(Excerpts from a dataset)
====================

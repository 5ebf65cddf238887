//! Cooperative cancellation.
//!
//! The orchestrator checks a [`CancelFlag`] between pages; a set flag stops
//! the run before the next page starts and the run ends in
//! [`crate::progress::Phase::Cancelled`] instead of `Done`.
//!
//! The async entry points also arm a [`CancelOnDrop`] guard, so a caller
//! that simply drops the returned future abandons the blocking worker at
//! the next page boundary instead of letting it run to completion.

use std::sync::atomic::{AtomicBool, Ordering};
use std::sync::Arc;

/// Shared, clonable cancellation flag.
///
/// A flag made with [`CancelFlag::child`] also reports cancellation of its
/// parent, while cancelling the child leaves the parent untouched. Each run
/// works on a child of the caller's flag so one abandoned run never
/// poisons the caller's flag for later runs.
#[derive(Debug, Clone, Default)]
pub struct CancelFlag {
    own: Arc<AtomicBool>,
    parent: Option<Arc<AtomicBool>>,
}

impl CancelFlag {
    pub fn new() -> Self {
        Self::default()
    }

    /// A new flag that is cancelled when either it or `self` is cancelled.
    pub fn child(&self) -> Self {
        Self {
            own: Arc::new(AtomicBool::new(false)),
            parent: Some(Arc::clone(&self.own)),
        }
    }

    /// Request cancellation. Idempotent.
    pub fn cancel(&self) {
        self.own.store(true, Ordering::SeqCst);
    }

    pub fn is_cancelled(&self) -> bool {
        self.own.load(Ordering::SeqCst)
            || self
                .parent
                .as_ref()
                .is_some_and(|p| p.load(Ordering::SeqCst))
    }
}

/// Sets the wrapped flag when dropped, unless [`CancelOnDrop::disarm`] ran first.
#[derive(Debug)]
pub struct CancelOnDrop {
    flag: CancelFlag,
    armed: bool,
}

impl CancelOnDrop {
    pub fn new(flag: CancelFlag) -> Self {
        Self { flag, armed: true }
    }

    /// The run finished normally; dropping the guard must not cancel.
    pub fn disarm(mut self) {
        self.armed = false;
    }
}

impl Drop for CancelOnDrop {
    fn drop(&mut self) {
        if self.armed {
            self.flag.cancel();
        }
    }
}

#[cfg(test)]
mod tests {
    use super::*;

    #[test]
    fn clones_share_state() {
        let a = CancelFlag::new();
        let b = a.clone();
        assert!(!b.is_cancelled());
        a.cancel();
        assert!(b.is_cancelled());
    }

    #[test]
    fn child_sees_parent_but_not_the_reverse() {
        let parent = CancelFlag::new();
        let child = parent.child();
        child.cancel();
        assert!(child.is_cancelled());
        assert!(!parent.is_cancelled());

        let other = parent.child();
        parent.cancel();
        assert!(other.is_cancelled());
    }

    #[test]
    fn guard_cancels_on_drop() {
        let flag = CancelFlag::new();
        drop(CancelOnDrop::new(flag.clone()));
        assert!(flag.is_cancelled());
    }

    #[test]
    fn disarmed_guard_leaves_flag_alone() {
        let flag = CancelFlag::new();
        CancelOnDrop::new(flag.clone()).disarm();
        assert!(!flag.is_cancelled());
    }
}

====================

* _ACTIVITY_:
In the entries above, one line contains "blocking worker at" and another contains "for later runs.". Reproduce exactly those two lines and the lines between them, nothing else.

* _SOLUTION FOR THIS EXERCISE_:
//! that simply drops the returned future abandons the blocking worker at
//! the next page boundary instead of letting it run to completion.

use std::sync::atomic::{AtomicBool, Ordering};
use std::sync::Arc;

/// Shared, clonable cancellation flag.
///
/// A flag made with [`CancelFlag::child`] also reports cancellation of its
/// parent, while cancelling the child leaves the parent untouched. Each run
/// works on a child of the caller's flag so one abandoned run never
/// poisons the caller's flag for later runs.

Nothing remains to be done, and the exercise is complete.